● Problem details:
An exact reproduction of all entries is expected.

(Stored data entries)
● ● ● ● ● ● ●

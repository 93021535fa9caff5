use crate::cherry;
use crate::ghost::GhostColor;
use crate::grid;
use crate::pathfinding::{Position, SearchAlgorithm, RANDOM_WALK_MAX_ITERATIONS};
use serde::Deserialize;
use std::fs;
use std::path::Path;
use thiserror::Error;

#[derive(Debug, Error)]
pub enum ConfigError {
    #[error("failed to read config: {0}")]
    Io(#[from] std::io::Error),
    #[error("failed to parse config: {0}")]
    Parse(#[from] toml::de::Error),
}

#[derive(Debug, Clone, Deserialize)]
pub struct Config {
    #[serde(default)]
    pub map: MapConfig,
    #[serde(default)]
    pub race: RaceConfig,
    #[serde(default = "default_ghosts")]
    pub ghosts: Vec<GhostConfig>,
    #[serde(default)]
    pub visual: VisualConfig,
    #[serde(default)]
    pub logging: LoggingConfig,
}

#[derive(Debug, Clone, Deserialize)]
pub struct MapConfig {
    #[serde(default = "default_map_path")]
    pub path: String,
    #[serde(default = "default_template_rows")]
    pub template_rows: Vec<i32>,
    #[serde(default = "default_wall_probability")]
    pub wall_probability: f64,
    #[serde(default = "default_fallback_size")]
    pub fallback_rows: i32,
    #[serde(default = "default_fallback_size")]
    pub fallback_cols: i32,
}

#[derive(Debug, Clone, Deserialize)]
pub struct RaceConfig {
    #[serde(default = "default_tick_rate_hz")]
    pub tick_rate_hz: f64,
    #[serde(default = "default_random_walk_max_iterations")]
    pub random_walk_max_iterations: usize,
    #[serde(default = "default_cherry_max_attempts")]
    pub cherry_max_attempts: usize,
    #[serde(default = "default_cherry_fallback_x")]
    pub cherry_fallback_x: i32,
    #[serde(default = "default_cherry_fallback_y")]
    pub cherry_fallback_y: i32,
    #[serde(default = "default_max_reposition_rounds")]
    pub max_reposition_rounds: usize,
    /// Fixed RNG seed; entropy when absent
    #[serde(default)]
    pub seed: Option<u64>,
}

#[derive(Debug, Clone, Deserialize)]
pub struct GhostConfig {
    pub name: String,
    pub color: GhostColor,
    pub start_x: i32,
    pub start_y: i32,
    pub algorithm: SearchAlgorithm,
}

#[derive(Debug, Clone, Deserialize)]
pub struct VisualConfig {
    #[serde(default = "default_tile_size")]
    pub tile_size: f32,
    #[serde(default = "default_bg_r")]
    pub background_r: u8,
    #[serde(default = "default_bg_g")]
    pub background_g: u8,
    #[serde(default = "default_bg_b")]
    pub background_b: u8,
}

#[derive(Debug, Clone, Deserialize)]
pub struct LoggingConfig {
    #[serde(default = "default_enable_command_log")]
    pub enable_command_log: bool,
}

// Default values
fn default_map_path() -> String { "maps/default.txt".to_string() }
fn default_template_rows() -> Vec<i32> { grid::DEFAULT_TEMPLATE_ROWS.to_vec() }
fn default_wall_probability() -> f64 { grid::DEFAULT_WALL_PROBABILITY }
fn default_fallback_size() -> i32 { grid::FALLBACK_SIZE }
fn default_tick_rate_hz() -> f64 { 10.0 }
fn default_random_walk_max_iterations() -> usize { RANDOM_WALK_MAX_ITERATIONS }
fn default_cherry_max_attempts() -> usize { cherry::DEFAULT_MAX_ATTEMPTS }
fn default_cherry_fallback_x() -> i32 { cherry::DEFAULT_FALLBACK.x }
fn default_cherry_fallback_y() -> i32 { cherry::DEFAULT_FALLBACK.y }
fn default_max_reposition_rounds() -> usize { 50 }
fn default_tile_size() -> f32 { 16.0 }
fn default_bg_r() -> u8 { 240 }
fn default_bg_g() -> u8 { 240 }
fn default_bg_b() -> u8 { 255 }
fn default_enable_command_log() -> bool { true }

fn default_ghosts() -> Vec<GhostConfig> {
    vec![
        GhostConfig::new("Cyan", GhostColor::Cyan, 15, 16, SearchAlgorithm::Bfs),
        GhostConfig::new("Pink", GhostColor::Pink, 16, 17, SearchAlgorithm::Dfs),
        GhostConfig::new("Orange", GhostColor::Orange, 17, 16, SearchAlgorithm::Dijkstra),
    ]
}

impl GhostConfig {
    pub fn new(name: &str, color: GhostColor, start_x: i32, start_y: i32, algorithm: SearchAlgorithm) -> Self {
        Self {
            name: name.to_string(),
            color,
            start_x,
            start_y,
            algorithm,
        }
    }

    pub fn start(&self) -> Position {
        Position::new(self.start_x, self.start_y)
    }
}

impl RaceConfig {
    pub fn cherry_fallback(&self) -> Position {
        Position::new(self.cherry_fallback_x, self.cherry_fallback_y)
    }

    /// Seconds between ticks
    pub fn tick_interval(&self) -> f64 {
        if self.tick_rate_hz > 0.0 {
            1.0 / self.tick_rate_hz
        } else {
            1.0 / default_tick_rate_hz()
        }
    }
}

impl Default for MapConfig {
    fn default() -> Self {
        Self {
            path: default_map_path(),
            template_rows: default_template_rows(),
            wall_probability: default_wall_probability(),
            fallback_rows: default_fallback_size(),
            fallback_cols: default_fallback_size(),
        }
    }
}

impl Default for RaceConfig {
    fn default() -> Self {
        Self {
            tick_rate_hz: default_tick_rate_hz(),
            random_walk_max_iterations: default_random_walk_max_iterations(),
            cherry_max_attempts: default_cherry_max_attempts(),
            cherry_fallback_x: default_cherry_fallback_x(),
            cherry_fallback_y: default_cherry_fallback_y(),
            max_reposition_rounds: default_max_reposition_rounds(),
            seed: None,
        }
    }
}

impl Default for VisualConfig {
    fn default() -> Self {
        Self {
            tile_size: default_tile_size(),
            background_r: default_bg_r(),
            background_g: default_bg_g(),
            background_b: default_bg_b(),
        }
    }
}

impl Default for LoggingConfig {
    fn default() -> Self {
        Self {
            enable_command_log: default_enable_command_log(),
        }
    }
}

impl Default for Config {
    fn default() -> Self {
        Self {
            map: MapConfig::default(),
            race: RaceConfig::default(),
            ghosts: default_ghosts(),
            visual: VisualConfig::default(),
            logging: LoggingConfig::default(),
        }
    }
}

impl Config {
    /// Load configuration from config.toml, or use defaults if it doesn't exist
    pub fn load() -> Self {
        Self::load_or_default("config.toml")
    }

    pub fn load_or_default(path: impl AsRef<Path>) -> Self {
        let path = path.as_ref();
        if !path.exists() {
            log::info!("No {} found, using default configuration", path.display());
            return Config::default();
        }

        match Self::load_from(path) {
            Ok(config) => {
                log::info!("Loaded configuration from {}", path.display());
                config
            }
            Err(e) => {
                log::warn!("{} ({})", e, path.display());
                log::warn!("Using default configuration");
                Config::default()
            }
        }
    }

    pub fn load_from(path: impl AsRef<Path>) -> Result<Self, ConfigError> {
        let contents = fs::read_to_string(path)?;
        Self::from_toml_str(&contents)
    }

    pub fn from_toml_str(contents: &str) -> Result<Self, ConfigError> {
        Ok(toml::from_str(contents)?)
    }
}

● ● ● ● ● ● ●

● Response:
repository 93021535fa9caff5
use crate::cherry;
use crate::ghost::GhostColor;
use crate::grid;
use crate::pathfinding::{Position, SearchAlgorithm, RANDOM_WALK_MAX_ITERATIONS};
use serde::Deserialize;
use std::fs;
use std::path::Path;
use thiserror::Error;

#[derive(Debug, Error)]
pub enum ConfigError {
    #[error("failed to read config: {0}")]
    Io(#[from] std::io::Error),
    #[error("failed to parse config: {0}")]
    Parse(#[from] toml::de::Error),
}

#[derive(Debug, Clone, Deserialize)]
pub struct Config {
    #[serde(default)]
    pub map: MapConfig,
    #[serde(default)]
    pub race: RaceConfig,
    #[serde(default = "default_ghosts")]
    pub ghosts: Vec<GhostConfig>,
    #[serde(default)]
    pub visual: VisualConfig,
    #[serde(default)]
    pub logging: LoggingConfig,
}

#[derive(Debug, Clone, Deserialize)]
pub struct MapConfig {
    #[serde(default = "default_map_path")]
    pub path: String,
    #[serde(default = "default_template_rows")]
    pub template_rows: Vec<i32>,
    #[serde(default = "default_wall_probability")]
    pub wall_probability: f64,
    #[serde(default = "default_fallback_size")]
    pub fallback_rows: i32,
    #[serde(default = "default_fallback_size")]
    pub fallback_cols: i32,
}

#[derive(Debug, Clone, Deserialize)]
pub struct RaceConfig {
    #[serde(default = "default_tick_rate_hz")]
    pub tick_rate_hz: f64,
    #[serde(default = "default_random_walk_max_iterations")]
    pub random_walk_max_iterations: usize,
    #[serde(default = "default_cherry_max_attempts")]
    pub cherry_max_attempts: usize,
    #[serde(default = "default_cherry_fallback_x")]
    pub cherry_fallback_x: i32,
    #[serde(default = "default_cherry_fallback_y")]
    pub cherry_fallback_y: i32,
    #[serde(default = "default_max_reposition_rounds")]
    pub max_reposition_rounds: usize,
    /// Fixed RNG seed; entropy when absent
    #[serde(default)]
    pub seed: Option<u64>,
}

#[derive(Debug, Clone, Deserialize)]
pub struct GhostConfig {
    pub name: String,
    pub color: GhostColor,
    pub start_x: i32,
    pub start_y: i32,
    pub algorithm: SearchAlgorithm,
}

#[derive(Debug, Clone, Deserialize)]
pub struct VisualConfig {
    #[serde(default = "default_tile_size")]
    pub tile_size: f32,
    #[serde(default = "default_bg_r")]
    pub background_r: u8,
    #[serde(default = "default_bg_g")]
    pub background_g: u8,
    #[serde(default = "default_bg_b")]
    pub background_b: u8,
}

#[derive(Debug, Clone, Deserialize)]
pub struct LoggingConfig {
    #[serde(default = "default_enable_command_log")]
    pub enable_command_log: bool,
}

// Default values
fn default_map_path() -> String { "maps/default.txt".to_string() }
fn default_template_rows() -> Vec<i32> { grid::DEFAULT_TEMPLATE_ROWS.to_vec() }
fn default_wall_probability() -> f64 { grid::DEFAULT_WALL_PROBABILITY }
fn default_fallback_size() -> i32 { grid::FALLBACK_SIZE }
fn default_tick_rate_hz() -> f64 { 10.0 }
fn default_random_walk_max_iterations() -> usize { RANDOM_WALK_MAX_ITERATIONS }
fn default_cherry_max_attempts() -> usize { cherry::DEFAULT_MAX_ATTEMPTS }
fn default_cherry_fallback_x() -> i32 { cherry::DEFAULT_FALLBACK.x }
fn default_cherry_fallback_y() -> i32 { cherry::DEFAULT_FALLBACK.y }
fn default_max_reposition_rounds() -> usize { 50 }
fn default_tile_size() -> f32 { 16.0 }
fn default_bg_r() -> u8 { 240 }
fn default_bg_g() -> u8 { 240 }
fn default_bg_b() -> u8 { 255 }
fn default_enable_command_log() -> bool { true }

fn default_ghosts() -> Vec<GhostConfig> {
    vec![
        GhostConfig::new("Cyan", GhostColor::Cyan, 15, 16, SearchAlgorithm::Bfs),
        GhostConfig::new("Pink", GhostColor::Pink, 16, 17, SearchAlgorithm::Dfs),
        GhostConfig::new("Orange", GhostColor::Orange, 17, 16, SearchAlgorithm::Dijkstra),
    ]
}

impl GhostConfig {
    pub fn new(name: &str, color: GhostColor, start_x: i32, start_y: i32, algorithm: SearchAlgorithm) -> Self {
        Self {
            name: name.to_string(),
            color,
            start_x,
            start_y,
            algorithm,
        }
    }

    pub fn start(&self) -> Position {
        Position::new(self.start_x, self.start_y)
    }
}

impl RaceConfig {
    pub fn cherry_fallback(&self) -> Position {
        Position::new(self.cherry_fallback_x, self.cherry_fallback_y)
    }

    /// Seconds between ticks
    pub fn tick_interval(&self) -> f64 {
        if self.tick_rate_hz > 0.0 {
            1.0 / self.tick_rate_hz
        } else {
            1.0 / default_tick_rate_hz()
        }
    }
}

impl Default for MapConfig {
    fn default() -> Self {
        Self {
            path: default_map_path(),
            template_rows: default_template_rows(),
            wall_probability: default_wall_probability(),
            fallback_rows: default_fallback_size(),
            fallback_cols: default_fallback_size(),
        }
    }
}

impl Default for RaceConfig {
    fn default() -> Self {
        Self {
            tick_rate_hz: default_tick_rate_hz(),
            random_walk_max_iterations: default_random_walk_max_iterations(),
            cherry_max_attempts: default_cherry_max_attempts(),
            cherry_fallback_x: default_cherry_fallback_x(),
            cherry_fallback_y: default_cherry_fallback_y(),
            max_reposition_rounds: default_max_reposition_rounds(),
            seed: None,
        }
    }
}

impl Default for VisualConfig {
    fn default() -> Self {
        Self {
            tile_size: default_tile_size(),
            background_r: default_bg_r(),
            background_g: default_bg_g(),
            background_b: default_bg_b(),
        }
    }
}

impl Default for LoggingConfig {
    fn default() -> Self {
        Self {
            enable_command_log: default_enable_command_log(),
        }
    }
}

impl Default for Config {
    fn default() -> Self {
        Self {
            map: MapConfig::default(),
            race: RaceConfig::default(),
            ghosts: default_ghosts(),
            visual: VisualConfig::default(),
            logging: LoggingConfig::default(),
        }
    }
}

impl Config {
    /// Load configuration from config.toml, or use defaults if it doesn't exist
    pub fn load() -> Self {
        Self::load_or_default("config.toml")
    }

    pub fn load_or_default(path: impl AsRef<Path>) -> Self {
        let path = path.as_ref();
        if !path.exists() {
            log::info!("No {} found, using default configuration", path.display());
            return Config::default();
        }

        match Self::load_from(path) {
            Ok(config) => {
                log::info!("Loaded configuration from {}", path.display());
                config
            }
            Err(e) => {
                log::warn!("{} ({})", e, path.display());
                log::warn!("Using default configuration");
                Config::default()
            }
        }
    }

    pub fn load_from(path: impl AsRef<Path>) -> Result<Self, ConfigError> {
        let contents = fs::read_to_string(path)?;
        Self::from_toml_str(&contents)
    }

    pub fn from_toml_str(contents: &str) -> Result<Self, ConfigError> {
        Ok(toml::from_str(contents)?)
    }
}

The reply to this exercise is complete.